Dealing with a Marriage Gone Bad and Children
Sometimes, life will not go as we planned it to be, and we may have to face tough decisions from time to time. For example, while you’re doing everything in your power to make your marriage work, that is no guarantee it will. These things can be impossible to control. If your marriage has begun to take away your self-esteem or your peace of mind, then you need to think your relationship over. Whether or not you should get a divorce is a major decision, most especially if you have children. Before you actually decide, here are issues to take into account:
Speak to your spouse.
You may feel utterly uncomfortable talking to your spouse, but it’s a must. Initiate an adult and relaxed conversation regarding your available options and how you can make your marriage better.
Be honest first and foremost to yourself.
When you are honest to yourself, you can be sure that whatever you are fighting for, can possibly work for you. Of course, this also depends on your spouse’ own position on the matter. If he seems quite interested to save your relationship, then there is huge hope for your marriage.
Don’t give up.
It is highly advised that you continue trying and don’t give up unless you totally can’t swallow it anymore. Search for new ways of improving your marriage, like marriage counseling. You may be able to uncover a deep rooted problem and then solve it. Unless you talk about how you feel, there is no possibility of saving your marriage.

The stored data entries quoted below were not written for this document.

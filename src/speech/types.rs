//! Message types for the speech pipeline.
//!
//! Defines the data structures that flow between pipeline stations and the
//! per-run stop signal shared by all of them.

use crate::speech::artifact::AudioArtifact;
use tokio::sync::{OwnedSemaphorePermit, watch};

/// A complete sentence carved out of the token stream.
#[derive(Debug, Clone, PartialEq, Eq)]
pub struct SentenceUnit {
    /// Position in segmentation order, starting at 0, never reused.
    pub index: u64,
    /// Trimmed sentence text.
    pub text: String,
}

impl SentenceUnit {
    /// Creates a new sentence unit.
    pub fn new(index: u64, text: impl Into<String>) -> Self {
        Self {
            index,
            text: text.into(),
        }
    }
}

/// Result of synthesizing one sentence.
#[derive(Debug)]
pub enum SynthesisOutcome {
    /// Audio is ready to be played.
    Ready(AudioArtifact),
    /// Synthesis failed or timed out; the sentence is skipped.
    Failed(String),
}

impl SynthesisOutcome {
    /// Returns true if the outcome carries playable audio.
    pub fn is_ready(&self) -> bool {
        matches!(self, SynthesisOutcome::Ready(_))
    }
}

/// A worker's report for one sentence index.
#[derive(Debug)]
pub struct Completion {
    /// Index of the sentence that was synthesized.
    pub index: u64,
    /// Audio or failure record.
    pub outcome: SynthesisOutcome,
    /// Intake slot, held until the sentence is played, skipped or released.
    pub(crate) slot: Option<OwnedSemaphorePermit>,
}

impl Completion {
    /// Creates a successful completion.
    pub fn ready(artifact: AudioArtifact) -> Self {
        Self {
            index: artifact.index(),
            outcome: SynthesisOutcome::Ready(artifact),
            slot: None,
        }
    }

    /// Creates a failure record.
    pub fn failed(index: u64, reason: impl Into<String>) -> Self {
        Self {
            index,
            outcome: SynthesisOutcome::Failed(reason.into()),
            slot: None,
        }
    }

    /// Attaches the intake slot the sentence occupies.
    pub(crate) fn holding(mut self, slot: OwnedSemaphorePermit) -> Self {
        self.slot = Some(slot);
        self
    }
}

/// Messages consumed by the sequencer.
#[derive(Debug)]
pub enum SequencerEvent {
    /// A synthesis worker finished a sentence (in any order).
    Completed(Completion),
    /// Segmentation finished; exactly `total` sentences were produced.
    EndOfStream { total: u64 },
}

/// Owner side of a run's stop signal.
///
/// Replaces a shared `running` flag: every station holds a [`StopListener`]
/// and can both poll it and await it inside `tokio::select!`.
#[derive(Debug)]
pub struct StopSignal {
    tx: watch::Sender<bool>,
}

impl StopSignal {
    /// Creates a signal in the running state.
    pub fn new() -> Self {
        let (tx, _rx) = watch::channel(false);
        Self { tx }
    }

    /// Creates a listener for a station.
    pub fn listener(&self) -> StopListener {
        StopListener {
            rx: self.tx.subscribe(),
        }
    }

    /// Requests every listener to stop. Idempotent.
    pub fn stop(&self) {
        self.tx.send_replace(true);
    }

    /// Returns true once [`stop`](Self::stop) has been called.
    pub fn is_stopped(&self) -> bool {
        *self.tx.borrow()
    }
}

impl Default for StopSignal {
    fn default() -> Self {
        Self::new()
    }
}

/// Listener side of a run's stop signal.
#[derive(Debug, Clone)]
pub struct StopListener {
    rx: watch::Receiver<bool>,
}

impl StopListener {
    /// Returns true if stop has been requested.
    pub fn is_stopped(&self) -> bool {
        *self.rx.borrow()
    }

    /// Resolves once stop has been requested.
    ///
    /// If the [`StopSignal`] is dropped without stopping, this never resolves.
    pub async fn stopped(&mut self) {
        if self.rx.wait_for(|stopped| *stopped).await.is_err() {
            std::future::pending::<()>().await;
        }
    }
}

#[cfg(test)]
mod tests {
    use super::*;
    use std::time::Duration;

    #[test]
    fn test_sentence_unit_creation() {
        let unit = SentenceUnit::new(3, "How are you?");
        assert_eq!(unit.index, 3);
        assert_eq!(unit.text, "How are you?");
    }

    #[test]
    fn test_failed_completion() {
        let completion = Completion::failed(4, "HTTP 500");
        assert_eq!(completion.index, 4);
        assert!(!completion.outcome.is_ready());
        match completion.outcome {
            SynthesisOutcome::Failed(reason) => assert_eq!(reason, "HTTP 500"),
            SynthesisOutcome::Ready(_) => panic!("Expected failure record"),
        }
    }

    #[test]
    fn test_ready_completion_takes_artifact_index() {
        let artifact = AudioArtifact::in_memory(9, vec![1, 2, 3]);
        let completion = Completion::ready(artifact);
        assert_eq!(completion.index, 9);
        assert!(completion.outcome.is_ready());
    }

    #[test]
    fn test_stop_signal_starts_running() {
        let signal = StopSignal::new();
        let listener = signal.listener();
        assert!(!signal.is_stopped());
        assert!(!listener.is_stopped());
    }

    #[test]
    fn test_stop_signal_reaches_all_listeners() {
        let signal = StopSignal::new();
        let a = signal.listener();
        let b = a.clone();

        signal.stop();
        signal.stop();

        assert!(signal.is_stopped());
        assert!(a.is_stopped());
        assert!(b.is_stopped());
    }

    #[tokio::test]
    async fn test_stopped_resolves_after_stop() {
        let signal = StopSignal::new();
        let mut listener = signal.listener();

        tokio::spawn(async move {
            tokio::time::sleep(Duration::from_millis(10)).await;
            signal.stop();
            // Keep the sender alive until the listener observed it.
            tokio::time::sleep(Duration::from_millis(50)).await;
        });

        tokio::time::timeout(Duration::from_secs(1), listener.stopped())
            .await
            .expect("listener should observe stop");
    }

    #[tokio::test]
    async fn test_stopped_pending_when_signal_dropped() {
        let signal = StopSignal::new();
        let mut listener = signal.listener();
        drop(signal);

        let result = tokio::time::timeout(Duration::from_millis(30), listener.stopped()).await;
        assert!(result.is_err(), "dropping the signal is not a stop request");
    }
}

Make a decision and stand by it.
At a certain point, you have to make a decision and go with it. Make sure that you are irrevocably comfortable with that decision, and stick to it. Divorce can be crushing, but nothing is worse than going back and forth with your partner while your kids watch. It’s will be challenging, but if divorce appears to be the best decision, have the courage to stand by it.

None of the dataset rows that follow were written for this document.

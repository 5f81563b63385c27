//! sayflow - Speak streaming text sentence by sentence
//!
//! Splits incrementally arriving text (typically language-model output) into
//! sentences, synthesizes them concurrently and plays them back in order.

#![warn(clippy::unwrap_used)]
#![warn(clippy::expect_used)]
#![warn(clippy::let_underscore_must_use)]

#[cfg(feature = "cli")]
pub mod cli;
pub mod config;
pub mod defaults;
pub mod error;
pub mod playback;
pub mod speech;
pub mod tts;

// Core traits (text → speech → speakers)
pub use playback::Player;
pub use speech::segmenter::SentenceSplitter;
pub use tts::Synthesizer;

// Pipeline
pub use speech::pipeline::{RunSummary, SpeechPipeline, SpeechPipelineConfig, SpeechPipelineHandle};

// Error handling
pub use error::{Result, SayflowError};

// Config
pub use config::Config;

// Station framework (for advanced users)
pub use speech::report::{ErrorReporter, PipelineFault};

/// Build version string with optional git commit hash.
///
/// Returns `"0.1.0+abc1234"` when git hash is available, `"0.1.0"` otherwise.
pub fn version_string() -> String {
    let version = env!("CARGO_PKG_VERSION");
    match option_env!("GIT_HASH") {
        Some(hash) if !hash.is_empty() => format!("{}+{}", version, hash),
        _ => version.to_string(),
    }
}

#[cfg(test)]
mod tests {
    use super::*;

    #[test]
    fn version_string_starts_with_cargo_version() {
        let ver = version_string();
        assert!(
            ver.starts_with(env!("CARGO_PKG_VERSION")),
            "version_string should start with CARGO_PKG_VERSION, got: {}",
            ver
        );
    }

    #[test]
    fn version_string_appends_hash_when_present() {
        let ver = version_string();
        match option_env!("GIT_HASH") {
            Some(hash) if !hash.is_empty() => assert!(ver.ends_with(&format!("+{}", hash))),
            _ => assert_eq!(ver, env!("CARGO_PKG_VERSION")),
        }
    }
}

Speak to your children on their level.
Divorce can make children suffer, especially if they are dealing with other changes in their own lives as well. The best thing to do is talk to them in a way they would understand. If you intend to share custody, create a routine that will cause them the least trouble. In any case, provide reassurance that both of their parents love them unconditionally, regardless of what happens.
It’s pretty heart-wrenching to be going through a divorce or problematic marriage, but you should keep positive and concentrate on all the good things you presently have in your life. Look forward to the future and be careful not to lose yourself in the process; in the end, you will emerge a stronger and wiser version of yourself.